France: la suppression de l’«exit tax» crée la polémique

Dans une interview au magazine américain Forbes, Emmanuel Macron a annoncé la suppression de « l’exit tax », cette taxe mise en place par Nicolas Sarkozy pour dissuader les contribuables de partir à l’étranger avec leur patrimoine. La mesure aurait pour but de renforcer l’attractivité de la France, mais elle est déjà vivement critiquée par plusieurs formations politiques.

Le surnom attribué par le magazine Forbes à Emmanuel Macron se veut élogieux – « Leader of the free markets », le chef du libre marché -, plus que celui de « président des riches » qui lui colle à la peau en France. Dans les deux cas, la politique fiscale du président en est au centre et la suppression de cette taxe en est la dernière expression.

Instaurée en 2011 sous le mandat de Nicolas Sarkozy, elle concerne les patrons d’entreprises et les contribuables qui détiennent un important patrimoine en actions ou en obligations et a pour objectif de lutter contre l’exil fiscal : l’entrepreneur qui quitte la France est taxé sur la différence entre la valeur de sa société lors de sa création ou de son acquisition et sa valeur au moment du départ.

Soit « un message négatif » pour les entrepreneurs, juge le président français, qui estime que cet impôt, qui a rapporté 70 millions d’euros l’année dernière, contre 200 millions espérés, n’est « pas particulièrement intéressant pour les finances publiques. » Surtout, il serait trop dissuasif pour les jeunes chefs d’entreprises qui préféreraient, à cause de lui, s’installer dès le départ à l’étranger, selon le président français.

La Cour des comptes, elle, annonce un chiffre beaucoup plus conséquent.

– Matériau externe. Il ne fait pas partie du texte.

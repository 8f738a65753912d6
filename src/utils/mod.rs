// Shared helpers

pub mod html;
pub mod i18n;
pub mod leaflet_ffi;
pub mod storage;
pub mod translate_ffi;

pub use html::{escape_html, render_markdown, to_responsive_embed};
pub use i18n::Language;
pub mod api_client;
pub mod asset_probe;
pub mod data_loader;
pub mod geolocation;
pub mod pwa_install;
pub mod speech;

pub use api_client::ApiClient;
pub use asset_probe::{find_interior_image, probe_interiors, ProbeHandle};
pub use data_loader::{load_all, Collection};
pub use geolocation::{current_position, LocateToken};
pub use pwa_install::{InstallOutcome, InstallState, PwaInstallService};
pub use speech::{SpeechService, SpeechStatus};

Selon l’institution présidée par Didier Migaud, cette « exit tax » a apporté 803 millions d’euros en 2016.

« Qui croira encore à cette fable ? »

Dès l’annonce, les critiques ont fusé, notamment à gauche. « En décembre, la fin de l’ISF et la flat tax devaient servir l’investissement en France. Qui croira encore à cette fable? Même l’évasion fiscale n’est plus découragée », a dénoncé sur Twitter le premier secrétaire du Parti socialiste, Olivier Faure.

Du côté de la France insoumise, le député Adrien Quatennes y voit une illustration supplémentaire d’un président tourné vers les riches. « Emmanuel Macron est dans son rôle et dans la cohérence qui est la sienne: Il aura réussi finalement en moins d’un an, et sans le dire, à devenir le chef de cette droite libérale qu’il représente magnifiquement aujourd’hui si on en croit notamment cette publication. »

La suppression « s’adresse à un public extrêmement microscopique»

Même son de cloche chez le Front national : « Finalement ce président sera resté un banquier et ne sera jamais entré dans le costume d’un président au service de l’intérêt général de tous, en tous les cas de l’intérêt général de tous les Français, estime le député Sébastien Chenu. [Cette suppression] s’adresse à un public extrêmement microscopique. C’est plutôt un cadeau fait effectivement à ceux qui ont soutenu Emmanuel Macron, qui sont ses amis. Il nous montre quel est son penchant naturel, celui d’être le président des très très riches. »

Le Premier ministre, Edouard Philippe, a pourtant essayé de justifier la mesure dans une interview accordée hier à BFM TV, par le « signal symbolique » de cette taxe, un signal « mauvais » selon lui. « Je ne crois pas du tout à la portée de cette taxe et je ne crois pas beaucoup à la portée des symboles en matière de fiscalité. Je crois que ce qui est important, c’est de viser l’efficacité: nous voulons faire de la France le pays le plus attractif économiquement d’Europe ».